You can apply the Bible to life selectively, not comprehensively. Quick! What does the Bible teach on the morality of 1) genetic engineering of plants, 2) funding manned space missions to the moon or Mars, 3) gastric bypass surgery for weight loss, or 4) hydro-fracking for shale oils & natural gas?
NOTHING!
None of these issues existed at the time the Bible was written. There is no reasonable expectation that the Bible would give explicit direction on these matters. Now, of course, we can deduce some things that might possibly apply to those topics based on general principles, but... to do that we must infer, and to infer we must interpret. And when we interpret, we leave straightaway the category of ABSOLUTE truth, for the truth then becomes relative to our interpretation of the Bible, and to what we infer from it about God's implied direction on a topic. Truth becomes relative insofar as it depends on my interpretation.
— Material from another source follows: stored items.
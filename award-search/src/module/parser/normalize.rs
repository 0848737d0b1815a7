///! Award normalization
///!
///! Validates raw candidates fail-closed (the first malformed record
///! aborts the whole batch) and resolves every derived field through a
///! named resolution function so defaulting stays auditable.

use chrono::{Duration, NaiveDate, NaiveDateTime, NaiveTime};

use award_common::{Award, AwardCandidate, Cabin, Query, Segment, SegmentCandidate};

use crate::engine::EngineCapabilities;
use crate::error::NormalizationError;

use super::validate::{parse_date, parse_time, valid_airline_code, valid_airport_code};

/// A segment that passed syntactic validation but still has unresolved
/// optional fields.
struct CheckedSegment {
    airline: String,
    flight: String,
    from_city: String,
    to_city: String,
    date: NaiveDate,
    departure: NaiveTime,
    arrival: NaiveTime,
    lag_days: i32,
    cabin: Option<Cabin>,
    duration: Option<i64>,
    next_connection: Option<i64>,
    stops: Option<u32>,
}

impl CheckedSegment {
    fn departure_datetime(&self) -> NaiveDateTime {
        self.date.and_time(self.departure)
    }

    fn arrival_datetime(&self) -> NaiveDateTime {
        (self.date + Duration::days(self.lag_days as i64)).and_time(self.arrival)
    }
}

pub struct AwardNormalizer<'a> {
    capabilities: &'a EngineCapabilities,
}

impl<'a> AwardNormalizer<'a> {
    pub fn new(capabilities: &'a EngineCapabilities) -> Self {
        Self { capabilities }
    }

    /// Normalize a whole batch. Fail-closed: one bad record rejects the
    /// batch and no partial output is produced.
    pub fn normalize_all(
        &self,
        query: &Query,
        candidates: Vec<AwardCandidate>,
    ) -> Result<Vec<Award>, NormalizationError> {
        candidates
            .into_iter()
            .map(|candidate| self.normalize(query, candidate))
            .collect()
    }

    pub fn normalize(
        &self,
        query: &Query,
        candidate: AwardCandidate,
    ) -> Result<Award, NormalizationError> {
        if candidate.segments.is_empty() {
            return Err(NormalizationError::MissingSegments);
        }

        // Fares must come from the source. An empty string is meaningful
        // (confirmed no availability); absence is a parser bug.
        let fares = resolve_fares(candidate.fares.as_deref())?;

        let checked: Vec<CheckedSegment> = candidate
            .segments
            .iter()
            .map(validate_segment)
            .collect::<Result<_, _>>()?;

        let mut segments = Vec::with_capacity(checked.len());
        for (i, seg) in checked.iter().enumerate() {
            let duration = match seg.duration {
                Some(minutes) => minutes,
                None => resolve_segment_duration(seg),
            };
            let next_connection = match seg.next_connection {
                Some(minutes) => Some(minutes),
                None => checked
                    .get(i + 1)
                    .map(|next| resolve_next_connection(seg, next)),
            };
            segments.push(Segment {
                airline: seg.airline.clone(),
                flight: seg.flight.clone(),
                from_city: seg.from_city.clone(),
                to_city: seg.to_city.clone(),
                date: seg.date,
                departure: seg.departure,
                arrival: seg.arrival,
                lag_days: seg.lag_days,
                cabin: seg.cabin,
                duration,
                next_connection,
                stops: seg.stops.unwrap_or(0),
            });
        }

        let first = &segments[0];
        let last = &segments[segments.len() - 1];

        let engine = candidate.engine.unwrap_or_else(|| query.engine.clone());
        let partner = candidate
            .partner
            .unwrap_or_else(|| resolve_partner(self.capabilities, &segments));
        let from_city = candidate
            .from_city
            .unwrap_or_else(|| first.from_city.clone());
        let to_city = candidate.to_city.unwrap_or_else(|| last.to_city.clone());
        let date = candidate.date.unwrap_or(first.date);
        let cabin = candidate
            .cabin
            .unwrap_or_else(|| resolve_best_cabin(&segments, query.cabin));
        let mixed = candidate.mixed.unwrap_or_else(|| resolve_mixed(&segments));
        let duration = candidate
            .duration
            .unwrap_or_else(|| resolve_total_duration(first, last));
        let travel_time = candidate
            .travel_time
            .unwrap_or_else(|| resolve_travel_time(&segments));
        let stops = candidate
            .stops
            .unwrap_or_else(|| resolve_total_stops(&segments));
        let quantity = candidate.quantity.unwrap_or(query.quantity);

        Ok(Award {
            engine,
            partner,
            from_city,
            to_city,
            date,
            cabin,
            mixed,
            duration,
            travel_time,
            stops,
            quantity,
            fares,
            mileage: candidate.mileage,
            segments,
        })
    }
}

fn validate_segment(c: &SegmentCandidate) -> Result<CheckedSegment, NormalizationError> {
    if !valid_airline_code(&c.airline) {
        return Err(NormalizationError::InvalidAirlineCode(c.airline.clone()));
    }
    if c.flight.trim().is_empty() {
        return Err(NormalizationError::MissingFlight);
    }
    if !valid_airport_code(&c.from_city) {
        return Err(NormalizationError::InvalidOriginCode(c.from_city.clone()));
    }
    if !valid_airport_code(&c.to_city) {
        return Err(NormalizationError::InvalidDestinationCode(
            c.to_city.clone(),
        ));
    }
    let date = parse_date(&c.date).ok_or_else(|| NormalizationError::InvalidDate(c.date.clone()))?;
    let departure = parse_time(&c.departure)
        .ok_or_else(|| NormalizationError::InvalidDepartureTime(c.departure.clone()))?;
    let arrival = parse_time(&c.arrival)
        .ok_or_else(|| NormalizationError::InvalidArrivalTime(c.arrival.clone()))?;
    let lag_days = match c.lag_days {
        Some(lag) if lag >= 0 => lag,
        _ => return Err(NormalizationError::InvalidLagDays),
    };
    Ok(CheckedSegment {
        airline: c.airline.clone(),
        flight: c.flight.clone(),
        from_city: c.from_city.clone(),
        to_city: c.to_city.clone(),
        date,
        departure,
        arrival,
        lag_days,
        cabin: c.cabin,
        duration: c.duration,
        next_connection: c.next_connection,
        stops: c.stops,
    })
}

/// Minutes from departure to arrival, lag days included.
fn resolve_segment_duration(seg: &CheckedSegment) -> i64 {
    (seg.arrival_datetime() - seg.departure_datetime()).num_minutes()
}

/// Minutes on the ground between a segment's arrival and the next
/// segment's departure.
fn resolve_next_connection(current: &CheckedSegment, next: &CheckedSegment) -> i64 {
    (next.departure_datetime() - current.arrival_datetime()).num_minutes()
}

/// Minutes from the itinerary's first departure to its last arrival.
fn resolve_total_duration(first: &Segment, last: &Segment) -> i64 {
    (last.arrival_datetime() - first.departure_datetime()).num_minutes()
}

/// Minutes spent flying plus minutes spent connecting.
fn resolve_travel_time(segments: &[Segment]) -> i64 {
    let flying: i64 = segments.iter().map(|s| s.duration).sum();
    let connecting: i64 = segments.iter().filter_map(|s| s.next_connection).sum();
    flying + connecting
}

/// Intermediate stops within segments, plus one per connection.
fn resolve_total_stops(segments: &[Segment]) -> u32 {
    let on_segments: u32 = segments.iter().map(|s| s.stops).sum();
    on_segments + (segments.len() as u32 - 1)
}

/// Highest service level flown on any segment; the query's cabin when no
/// segment reported one.
fn resolve_best_cabin(segments: &[Segment], fallback: Cabin) -> Cabin {
    segments
        .iter()
        .filter_map(|s| s.cabin)
        .max()
        .unwrap_or(fallback)
}

/// True when the reported segment cabins span more than one class.
fn resolve_mixed(segments: &[Segment]) -> bool {
    let mut cabins = segments.iter().filter_map(|s| s.cabin);
    match cabins.next() {
        Some(head) => cabins.any(|c| c != head),
        None => false,
    }
}

/// Partner award: any segment operated by a carrier outside the engine's
/// first-party airline set.
fn resolve_partner(capabilities: &EngineCapabilities, segments: &[Segment]) -> bool {
    segments.iter().any(|s| !capabilities.operates(&s.airline))
}

/// Split the raw space-separated fare string; "" becomes an empty list,
/// which records a confirmed lack of availability.
fn resolve_fares(raw: Option<&str>) -> Result<Vec<String>, NormalizationError> {
    let raw = raw.ok_or(NormalizationError::MissingFares)?;
    Ok(raw.split_whitespace().map(str::to_string).collect())
}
No longer then can our rallying cry be "sola scriptura!" but instead it must be "sola (my interpretation of) scriptura!". This calls for great humility in offering our opinions, for although God is not fallible, we certainly are.
As to the Bible being God's little rule book, our instruction manual for life, all I can say is - no owner's manual I've ever read has said things like "Meaningless, meaningless, everything is meaningless!" (Eccl. 1:2), "Your two breasts are like twins, fawns of a gazelle." (Song 4:5), "My God, my God, why have you forsaken me?"(Ps. 22:1, Mt. 27:46), and "They had such a sharp disagreement that they parted company." (Acts 15:39) What kind of instruction manual is that?
The Bible is simply far more complex and layered (and fraught with opportunities for differences in interpretation), than biblicists make it out to be. As such, it should not be cavalierly appealed to, to settle an argument, as if it were simply a matter of looking it up, or "biblically Google-ing it", because the answer will be obvious. It's far more complicated than that.